By Healthcare Finance Staff

Aetna is extending its ACO network and health plan offerings in America's heartland, trying to meet promises of bringing accountable care to the commercially-insured masses in competition with United and WellPoint.

Aetna is creating its first commercial ACO in greater Cincinnati in an agreement Mercy Health, southwestern Ohio's largest hospital system.

This summer, the two organizations will start offering Aetna's Whole Health plan with Mercy's network of eight hospitals, 350 primary care physicians and 2,400 specialists, to both fully-insured and self-funded employers in the counties of Butler, Clermont, Hamilton and Warren.

Aetna says the Mercy network plan will have "lower overall out-of-pocket costs" for members, along with care management programs that facilitate information exchange between all providers.

Mercy physicians will be paid for meeting quality and efficiency goals, factoring in the percentage of members getting recommended preventive care and screenings, managing their chronic conditions, and rates of avoidable emergency room visits and hospital readmissions, the organizations said.

"This agreement is the perfect antidote to what's been plaguing the industry for years," Nitin Bhargava, president of Aetna's Ohio operations, said in a media release.

Yousuf Ahmad, CEO of Mercy Health, said

The plan "encourages excellent primary care" and will help the health system move beyond the fee-for-service business model, Mercy Health CEO Yousaf Ahmed said, adding that the "agreement is part of our transformation to help keep patients healthier and also better manage their costs."

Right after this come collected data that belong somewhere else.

//! The framed record decoder.
//!
//! [`StreamDecoder`] checks the magic/version header, then yields one
//! [`Record`] at a time without materializing the document. Pool-define
//! records are applied to the caller's [`ConstantPool`] as they are read,
//! because pool state is global across every graph in the document.
//!
//! Skipping is the decoder's second job: [`StreamDecoder::seek_to_graph`]
//! scans record headers, fully decoding only pool defines and group/graph
//! headers, and length-skips node/edge/property bodies; no Node or Edge
//! values exist for skipped graphs.

use tracing::{debug, warn};

use crate::error::DecodeError;
use crate::pool::{ConstantPool, PoolValue};
use crate::reader::ByteReader;
use crate::records::{
    self, pool_tag, tag, EdgeRecord, GraphHeader, GroupHeader, NodeRecord, PropertySetRecord,
    PropertyTarget, Record,
};

/// Document magic.
pub const MAGIC: &[u8; 4] = b"BIGV";
/// Accepted major versions.
pub const SUPPORTED_MAJORS: std::ops::RangeInclusive<u8> = 6..=8;

/// Decode behavior switches.
#[derive(Debug, Clone, Copy, Default)]
pub struct DecodeOptions {
    /// Report and skip unknown record tags instead of failing. Meant for
    /// debugging dumps from newer producers.
    pub lenient: bool,
}

/// A cursor-based decoder over one (decompressed) document.
#[derive(Debug)]
pub struct StreamDecoder<'a> {
    reader: ByteReader<'a>,
    version: (u8, u8),
    options: DecodeOptions,
}

impl<'a> StreamDecoder<'a> {
    /// Validates the header and positions the decoder at the first record.
    pub fn new(data: &'a [u8], options: DecodeOptions) -> Result<Self, DecodeError> {
        let mut reader = ByteReader::new(data);
        let magic = reader.take(4).map_err(|_| DecodeError::MalformedHeader {
            reason: "document shorter than the magic prefix".to_string(),
        })?;
        if magic != MAGIC {
            return Err(DecodeError::MalformedHeader {
                reason: format!("bad magic {:02x?}, expected \"BIGV\"", magic),
            });
        }
        let major = reader.read_u8().map_err(|_| DecodeError::MalformedHeader {
            reason: "missing version bytes".to_string(),
        })?;
        let minor = reader.read_u8().map_err(|_| DecodeError::MalformedHeader {
            reason: "missing version bytes".to_string(),
        })?;
        if !SUPPORTED_MAJORS.contains(&major) {
            return Err(DecodeError::MalformedHeader {
                reason: format!("unsupported format version {}.{}", major, minor),
            });
        }
        Ok(StreamDecoder {
            reader,
            version: (major, minor),
            options,
        })
    }

    /// Format version from the header.
    pub fn version(&self) -> (u8, u8) {
        self.version
    }

    /// Current byte offset into the decompressed document.
    pub fn offset(&self) -> usize {
        self.reader.offset()
    }

    /// Rewinds to a record boundary captured earlier via [`Self::offset`].
    pub fn seek(&mut self, offset: usize) {
        self.reader.seek(offset);
    }

    /// Reads the next record, applying pool defines to `pool`. Returns
    /// `None` at the physical end of the stream.
    pub fn next_record(
        &mut self,
        pool: &mut ConstantPool,
    ) -> Result<Option<Record>, DecodeError> {
        if self.reader.is_at_end() {
            return Ok(None);
        }
        let record_offset = self.reader.offset();
        let (tag_byte, body_end) = self.read_frame(record_offset)?;

        let record = match tag_byte {
            tag::GROUP_BEGIN => Record::GroupBegin(self.read_group_header()?),
            tag::GROUP_END => Record::GroupEnd,
            tag::GRAPH_BEGIN => {
                let header = self.read_graph_header()?;
                debug!(id = header.id, offset = record_offset, "graph header");
                Record::GraphBegin(header)
            }
            tag::GRAPH_END => Record::GraphEnd,
            tag::POOL_DEFINE => {
                let id = self.reader.read_varint()? as u32;
                let value = self.read_pool_value()?;
                pool.define(id, value);
                Record::PoolDefine { id }
            }
            tag::NODE_DEFINE => Record::NodeDefine(self.read_node_record()?),
            tag::EDGE_DEFINE => Record::EdgeDefine(self.read_edge_record()?),
            tag::PROPERTY_SET => Record::PropertySet(self.read_property_set(record_offset)?),
            tag::DOC_END => Record::DocumentEnd,
            other => {
                if self.options.lenient {
                    warn!(
                        tag = other,
                        offset = record_offset,
                        "skipping unknown record"
                    );
                    self.reader.seek(body_end);
                    return Ok(Some(Record::Unknown { tag: other }));
                }
                return Err(DecodeError::UnknownRecordTag {
                    tag: other,
                    offset: record_offset,
                });
            }
        };

        if self.reader.offset() > body_end {
            // The body parser ran past the declared length.
            return Err(DecodeError::TruncatedStream {
                offset: record_offset,
            });
        }
        self.reader.seek(body_end);
        Ok(Some(record))
    }

    /// Consumes the record block of the current graph without building
    /// anything, keeping the pool consistent. The decoder must be
    /// positioned just after a GRAPH_BEGIN record.
    pub fn skip_graph_body(&mut self, pool: &mut ConstantPool) -> Result<(), DecodeError> {
        loop {
            let record_offset = self.reader.offset();
            if self.reader.is_at_end() {
                return Err(DecodeError::TruncatedStream {
                    offset: record_offset,
                });
            }
            let (tag_byte, body_end) = self.read_frame(record_offset)?;
            match tag_byte {
                tag::GRAPH_END => {
                    self.reader.seek(body_end);
                    return Ok(());
                }
                // Pool state is global; defines inside skipped graphs must
                // still be observed.
                tag::POOL_DEFINE => {
                    let id = self.reader.read_varint()? as u32;
                    let value = self.read_pool_value()?;
                    pool.define(id, value);
                    self.reader.seek(body_end);
                }
                tag::NODE_DEFINE | tag::EDGE_DEFINE | tag::PROPERTY_SET => {
                    self.reader.seek(body_end);
                }
                tag::GROUP_BEGIN | tag::GROUP_END | tag::GRAPH_BEGIN | tag::DOC_END => {
                    return Err(DecodeError::UnexpectedRecord {
                        tag: tag_byte,
                        offset: record_offset,
                    });
                }
                other => {
                    if self.options.lenient {
                        warn!(
                            tag = other,
                            offset = record_offset,
                            "skipping unknown record"
                        );
                        self.reader.seek(body_end);
                    } else {
                        return Err(DecodeError::UnknownRecordTag {
                            tag: other,
                            offset: record_offset,
                        });
                    }
                }
            }
        }
    }

    /// Positions the decoder at the GRAPH_BEGIN record of graph `index`,
    /// applying every pool define seen on the way. Returns the resolved
    /// names of the group stack enclosing that graph.
    pub fn seek_to_graph(
        &mut self,
        index: usize,
        pool: &mut ConstantPool,
    ) -> Result<Vec<String>, DecodeError> {
        let mut groups: Vec<String> = Vec::new();
        let mut count = 0usize;
        loop {
            let record_offset = self.reader.offset();
            let record = match self.next_record(pool)? {
                Some(record) => record,
                None => return Err(DecodeError::GraphNotFound { index, count }),
            };
            match record {
                Record::GroupBegin(header) => {
                    groups.push(pool.resolve_string(header.name)?);
                }
                Record::GroupEnd => {
                    groups.pop();
                }
                Record::GraphBegin(_) => {
                    if count == index {
                        self.reader.seek(record_offset);
                        return Ok(groups);
                    }
                    self.skip_graph_body(pool)?;
                    count += 1;
                }
                Record::PoolDefine { .. } | Record::Unknown { .. } => {}
                Record::DocumentEnd => {
                    return Err(DecodeError::GraphNotFound { index, count });
                }
                // Graph-body records are invalid outside a graph.
                other => {
                    return Err(DecodeError::UnexpectedRecord {
                        tag: other.tag(),
                        offset: record_offset,
                    });
                }
            }
        }
    }

    // -----------------------------------------------------------------------
    // Frame and body parsing
    // -----------------------------------------------------------------------

    /// Reads `tag, len` and bounds-checks the declared body length.
    fn read_frame(&mut self, record_offset: usize) -> Result<(u8, usize), DecodeError> {
        let tag_byte = self.reader.read_u8()?;
        let len = self.reader.read_u32()? as usize;
        if len > self.reader.remaining() {
            return Err(DecodeError::TruncatedStream {
                offset: record_offset,
            });
        }
        Ok((tag_byte, self.reader.offset() + len))
    }

    fn read_group_header(&mut self) -> Result<GroupHeader, DecodeError> {
        let name = self.reader.read_varint()? as u32;
        let short_name = self.reader.read_varint()? as u32;
        let method = records::read_opt_pool_ref(&mut self.reader)?;
        let bci = self.reader.read_i32()?;
        let props = records::read_raw_props(&mut self.reader)?;
        Ok(GroupHeader {
            name,
            short_name,
            method,
            bci,
            props,
        })
    }

    fn read_graph_header(&mut self) -> Result<GraphHeader, DecodeError> {
        let id = self.reader.read_i32()?;
        let format = self.reader.read_string()?;
        let argc = self.reader.read_varint()? as usize;
        let mut args = Vec::with_capacity(argc.min(64));
        for _ in 0..argc {
            args.push(records::read_raw_value(&mut self.reader)?);
        }
        let props = records::read_raw_props(&mut self.reader)?;
        Ok(GraphHeader {
            id,
            format,
            args,
            props,
        })
    }

    fn read_node_record(&mut self) -> Result<NodeRecord, DecodeError> {
        let id = self.reader.read_i32()?;
        let node_class = self.reader.read_varint()? as u32;
        let props = records::read_raw_props(&mut self.reader)?;
        Ok(NodeRecord {
            id,
            node_class,
            props,
        })
    }

    fn read_edge_record(&mut self) -> Result<EdgeRecord, DecodeError> {
        let from = self.reader.read_i32()?;
        let to = self.reader.read_i32()?;
        let props = records::read_raw_props(&mut self.reader)?;
        Ok(EdgeRecord { from, to, props })
    }

    fn read_property_set(
        &mut self,
        record_offset: usize,
    ) -> Result<PropertySetRecord, DecodeError> {
        let target = match self.reader.read_u8()? {
            0 => PropertyTarget::Graph,
            1 => PropertyTarget::Node,
            other => {
                return Err(DecodeError::UnexpectedRecord {
                    tag: other,
                    offset: record_offset,
                })
            }
        };
        let id = self.reader.read_i32()?;
        let key = self.reader.read_string()?;
        let value = records::read_raw_value(&mut self.reader)?;
        Ok(PropertySetRecord {
            target,
            id,
            key,
            value,
        })
    }

    fn read_pool_value(&mut self) -> Result<PoolValue, DecodeError> {
        let offset = self.reader.offset();
        let tag_byte = self.reader.read_u8()?;
        Ok(match tag_byte {
            pool_tag::STRING => PoolValue::Str(self.reader.read_string()?),
            pool_tag::ENUM => PoolValue::Enum {
                name: self.reader.read_string()?,
                ordinal: self.reader.read_i32()?,
            },
            pool_tag::CLASS => PoolValue::Class {
                name: self.reader.read_string()?,
            },
            pool_tag::METHOD => PoolValue::Method {
                declaring: self.reader.read_varint()? as u32,
                name: self.reader.read_varint()? as u32,
                signature: self.reader.read_string()?,
            },
            pool_tag::NODE_CLASS => PoolValue::NodeClass {
                class: self.reader.read_varint()? as u32,
            },
            pool_tag::SOURCE_POSITION => PoolValue::SourcePosition {
                method: self.reader.read_varint()? as u32,
                bci: self.reader.read_i32()?,
                caller: records::read_opt_pool_ref(&mut self.reader)?,
            },
            other => {
                return Err(DecodeError::UnexpectedRecord {
                    tag: other,
                    offset,
                })
            }
        })
    }
}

Aetna, UnitedHealth Group, WellPoint and other large insurers are hoping to transition the majority of their commercial membership to some sort of accountable or collaborative care plan that pays providers under a system other than fee-for-service, and they've inked dozens of deals with health systems using some variation of the model.

It's been a way to craft provider networks and offer employer groups premium discounts after years of increasing rates, as Aetna's Whole Health plan has also done in deals with Banner Health in Arizona and Colorado and the Carilion Clinic in Roanoke, Virginia.

To make accountable and collaborative care plans work for providers, the incentives "have to be strong enough to offset the risk and investments these providers need to make in technology and new resources," said Charles Kennedy, MD, CEO of Aetna's accountable care solutions unit, in a company release.

"Cutting costs only takes them so far," Kennedy added. "To ensure long-term success, health care providers need a sustainable and completely new business model designed around better patient outcomes."